▶ [What to produce] Check every line of the entries that follow, and copy the ones containing "found".
══ Input
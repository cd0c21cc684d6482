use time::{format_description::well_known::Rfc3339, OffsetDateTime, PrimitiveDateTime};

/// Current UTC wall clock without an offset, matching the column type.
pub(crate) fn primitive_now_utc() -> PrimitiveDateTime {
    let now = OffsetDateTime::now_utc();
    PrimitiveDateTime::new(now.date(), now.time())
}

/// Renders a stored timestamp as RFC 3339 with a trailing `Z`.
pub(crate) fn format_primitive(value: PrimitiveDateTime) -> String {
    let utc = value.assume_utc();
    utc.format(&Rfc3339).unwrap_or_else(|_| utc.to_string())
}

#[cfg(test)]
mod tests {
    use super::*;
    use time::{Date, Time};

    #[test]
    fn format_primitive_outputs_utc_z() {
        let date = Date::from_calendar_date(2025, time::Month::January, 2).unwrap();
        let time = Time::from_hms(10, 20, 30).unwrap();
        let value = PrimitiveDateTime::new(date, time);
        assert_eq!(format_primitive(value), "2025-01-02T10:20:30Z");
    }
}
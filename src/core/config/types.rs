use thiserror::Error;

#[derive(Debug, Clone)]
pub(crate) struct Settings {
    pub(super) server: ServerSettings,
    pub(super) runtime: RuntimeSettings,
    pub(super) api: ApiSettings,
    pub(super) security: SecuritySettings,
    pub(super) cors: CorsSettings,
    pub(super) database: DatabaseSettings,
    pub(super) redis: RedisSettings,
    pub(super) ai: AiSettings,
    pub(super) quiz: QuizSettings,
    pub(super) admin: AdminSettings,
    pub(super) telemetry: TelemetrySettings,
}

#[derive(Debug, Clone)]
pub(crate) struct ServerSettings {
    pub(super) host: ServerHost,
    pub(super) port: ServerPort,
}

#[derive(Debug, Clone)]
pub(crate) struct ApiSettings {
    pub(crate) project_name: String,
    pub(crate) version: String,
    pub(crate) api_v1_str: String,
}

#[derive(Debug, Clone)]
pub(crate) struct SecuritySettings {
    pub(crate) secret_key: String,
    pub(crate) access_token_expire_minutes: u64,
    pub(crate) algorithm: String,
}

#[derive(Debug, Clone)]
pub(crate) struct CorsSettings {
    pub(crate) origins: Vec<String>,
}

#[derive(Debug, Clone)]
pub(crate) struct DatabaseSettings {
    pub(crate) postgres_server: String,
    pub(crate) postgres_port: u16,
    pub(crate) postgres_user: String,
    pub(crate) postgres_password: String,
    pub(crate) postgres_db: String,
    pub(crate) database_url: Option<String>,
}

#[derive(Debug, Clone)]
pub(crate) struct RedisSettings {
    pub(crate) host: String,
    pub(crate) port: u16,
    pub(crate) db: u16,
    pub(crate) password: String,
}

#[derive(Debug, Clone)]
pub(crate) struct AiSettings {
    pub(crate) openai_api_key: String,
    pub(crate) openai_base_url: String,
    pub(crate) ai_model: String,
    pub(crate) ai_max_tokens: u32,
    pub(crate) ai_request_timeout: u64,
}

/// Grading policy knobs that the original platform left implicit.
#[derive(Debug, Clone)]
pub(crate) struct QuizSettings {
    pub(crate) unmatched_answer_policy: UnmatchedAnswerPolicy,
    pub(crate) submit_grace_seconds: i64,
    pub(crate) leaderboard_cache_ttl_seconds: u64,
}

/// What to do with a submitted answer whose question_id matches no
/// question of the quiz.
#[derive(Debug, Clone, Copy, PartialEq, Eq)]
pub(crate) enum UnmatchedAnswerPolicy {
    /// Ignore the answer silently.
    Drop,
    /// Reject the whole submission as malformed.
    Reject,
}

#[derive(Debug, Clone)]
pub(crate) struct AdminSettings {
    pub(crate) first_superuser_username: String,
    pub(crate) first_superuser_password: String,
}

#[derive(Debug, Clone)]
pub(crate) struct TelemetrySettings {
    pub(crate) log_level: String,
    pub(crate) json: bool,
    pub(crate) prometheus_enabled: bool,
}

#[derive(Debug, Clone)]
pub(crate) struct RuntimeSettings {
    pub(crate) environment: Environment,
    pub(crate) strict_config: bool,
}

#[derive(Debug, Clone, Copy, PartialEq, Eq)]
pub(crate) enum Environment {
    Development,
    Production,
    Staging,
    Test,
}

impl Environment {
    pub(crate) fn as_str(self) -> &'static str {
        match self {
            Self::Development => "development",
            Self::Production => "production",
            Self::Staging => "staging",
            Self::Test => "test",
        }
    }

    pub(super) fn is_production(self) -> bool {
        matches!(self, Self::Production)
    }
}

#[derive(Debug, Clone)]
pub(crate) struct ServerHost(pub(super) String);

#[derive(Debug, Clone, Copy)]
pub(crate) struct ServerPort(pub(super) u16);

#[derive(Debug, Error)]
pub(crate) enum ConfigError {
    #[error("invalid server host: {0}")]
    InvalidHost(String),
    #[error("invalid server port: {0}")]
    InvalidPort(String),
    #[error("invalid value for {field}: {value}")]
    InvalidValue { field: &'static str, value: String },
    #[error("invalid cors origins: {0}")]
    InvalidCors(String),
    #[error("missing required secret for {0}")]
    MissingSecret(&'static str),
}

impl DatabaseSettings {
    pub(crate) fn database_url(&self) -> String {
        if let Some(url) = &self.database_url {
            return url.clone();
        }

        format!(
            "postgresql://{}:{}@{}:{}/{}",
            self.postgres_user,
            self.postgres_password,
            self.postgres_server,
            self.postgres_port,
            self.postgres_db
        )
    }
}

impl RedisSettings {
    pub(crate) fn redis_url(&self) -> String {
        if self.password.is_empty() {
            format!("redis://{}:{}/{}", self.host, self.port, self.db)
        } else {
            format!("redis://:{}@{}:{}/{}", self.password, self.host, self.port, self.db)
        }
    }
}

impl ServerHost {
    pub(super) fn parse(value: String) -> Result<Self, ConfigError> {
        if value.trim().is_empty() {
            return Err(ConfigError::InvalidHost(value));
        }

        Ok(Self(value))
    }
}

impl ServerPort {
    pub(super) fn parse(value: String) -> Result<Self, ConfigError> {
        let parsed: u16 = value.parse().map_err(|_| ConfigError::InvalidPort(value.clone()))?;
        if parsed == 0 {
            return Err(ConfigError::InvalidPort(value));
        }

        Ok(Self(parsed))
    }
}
════
══ Input
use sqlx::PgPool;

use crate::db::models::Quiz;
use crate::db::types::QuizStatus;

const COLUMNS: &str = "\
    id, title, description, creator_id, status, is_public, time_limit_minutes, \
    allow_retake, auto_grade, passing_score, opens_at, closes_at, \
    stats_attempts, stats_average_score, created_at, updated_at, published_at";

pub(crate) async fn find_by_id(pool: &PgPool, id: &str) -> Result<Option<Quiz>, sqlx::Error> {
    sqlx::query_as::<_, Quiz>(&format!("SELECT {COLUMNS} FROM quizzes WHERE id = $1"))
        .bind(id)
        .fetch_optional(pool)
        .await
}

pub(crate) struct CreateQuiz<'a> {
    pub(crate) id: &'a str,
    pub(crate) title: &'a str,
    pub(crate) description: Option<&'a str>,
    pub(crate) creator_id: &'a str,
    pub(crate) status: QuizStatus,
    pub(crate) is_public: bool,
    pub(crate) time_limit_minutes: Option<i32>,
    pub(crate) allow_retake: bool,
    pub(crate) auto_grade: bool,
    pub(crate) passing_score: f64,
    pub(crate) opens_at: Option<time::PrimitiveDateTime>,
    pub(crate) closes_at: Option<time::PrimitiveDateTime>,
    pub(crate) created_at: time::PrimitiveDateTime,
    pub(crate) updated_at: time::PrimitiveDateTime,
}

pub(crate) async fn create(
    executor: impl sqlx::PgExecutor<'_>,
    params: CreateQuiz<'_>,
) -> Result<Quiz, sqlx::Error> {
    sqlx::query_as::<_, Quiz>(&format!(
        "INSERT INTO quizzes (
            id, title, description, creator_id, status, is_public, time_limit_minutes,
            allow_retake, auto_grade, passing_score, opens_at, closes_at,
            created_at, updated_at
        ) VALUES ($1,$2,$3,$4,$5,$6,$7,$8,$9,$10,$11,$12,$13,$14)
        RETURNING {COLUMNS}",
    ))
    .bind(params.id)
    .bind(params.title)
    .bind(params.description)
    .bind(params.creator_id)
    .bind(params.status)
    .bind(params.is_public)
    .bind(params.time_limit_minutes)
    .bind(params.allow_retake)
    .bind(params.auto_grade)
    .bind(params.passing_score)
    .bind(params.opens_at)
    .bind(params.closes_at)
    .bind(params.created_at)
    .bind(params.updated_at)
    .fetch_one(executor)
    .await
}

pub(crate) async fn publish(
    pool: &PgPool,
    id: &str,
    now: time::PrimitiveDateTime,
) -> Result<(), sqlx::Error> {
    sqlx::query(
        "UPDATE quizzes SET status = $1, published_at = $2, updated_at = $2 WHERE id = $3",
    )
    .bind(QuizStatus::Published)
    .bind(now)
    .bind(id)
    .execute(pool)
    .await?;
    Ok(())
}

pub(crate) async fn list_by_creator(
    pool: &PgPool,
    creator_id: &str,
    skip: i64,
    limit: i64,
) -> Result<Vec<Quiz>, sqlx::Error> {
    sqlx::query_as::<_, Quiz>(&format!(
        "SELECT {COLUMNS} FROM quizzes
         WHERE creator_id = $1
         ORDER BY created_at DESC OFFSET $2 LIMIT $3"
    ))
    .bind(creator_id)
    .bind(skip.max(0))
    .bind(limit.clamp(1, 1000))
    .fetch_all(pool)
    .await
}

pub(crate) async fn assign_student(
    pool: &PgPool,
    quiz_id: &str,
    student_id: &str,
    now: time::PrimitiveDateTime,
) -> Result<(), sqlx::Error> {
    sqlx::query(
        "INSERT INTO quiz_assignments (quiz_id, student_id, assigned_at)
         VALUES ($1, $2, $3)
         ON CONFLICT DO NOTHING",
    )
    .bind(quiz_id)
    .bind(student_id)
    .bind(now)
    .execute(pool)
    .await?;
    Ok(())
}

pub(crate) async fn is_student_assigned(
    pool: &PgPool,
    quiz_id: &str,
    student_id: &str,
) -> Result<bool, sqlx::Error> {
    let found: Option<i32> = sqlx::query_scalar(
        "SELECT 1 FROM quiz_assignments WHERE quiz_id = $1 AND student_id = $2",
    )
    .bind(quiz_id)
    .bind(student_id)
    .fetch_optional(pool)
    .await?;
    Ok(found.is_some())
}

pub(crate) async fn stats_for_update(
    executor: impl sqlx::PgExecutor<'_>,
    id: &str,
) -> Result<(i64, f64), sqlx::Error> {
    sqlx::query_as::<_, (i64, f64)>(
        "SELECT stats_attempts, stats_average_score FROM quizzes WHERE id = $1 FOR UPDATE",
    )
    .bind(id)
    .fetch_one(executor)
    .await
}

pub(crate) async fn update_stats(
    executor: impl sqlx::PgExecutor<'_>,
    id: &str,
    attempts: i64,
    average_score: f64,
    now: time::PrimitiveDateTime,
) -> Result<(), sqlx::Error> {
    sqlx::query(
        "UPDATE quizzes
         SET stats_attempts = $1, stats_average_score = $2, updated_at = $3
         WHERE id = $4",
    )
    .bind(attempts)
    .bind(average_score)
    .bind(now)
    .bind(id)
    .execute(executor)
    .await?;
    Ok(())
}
════
▶ [Final answer]
    let found: Option<i32> = sqlx::query_scalar(
    Ok(found.is_some())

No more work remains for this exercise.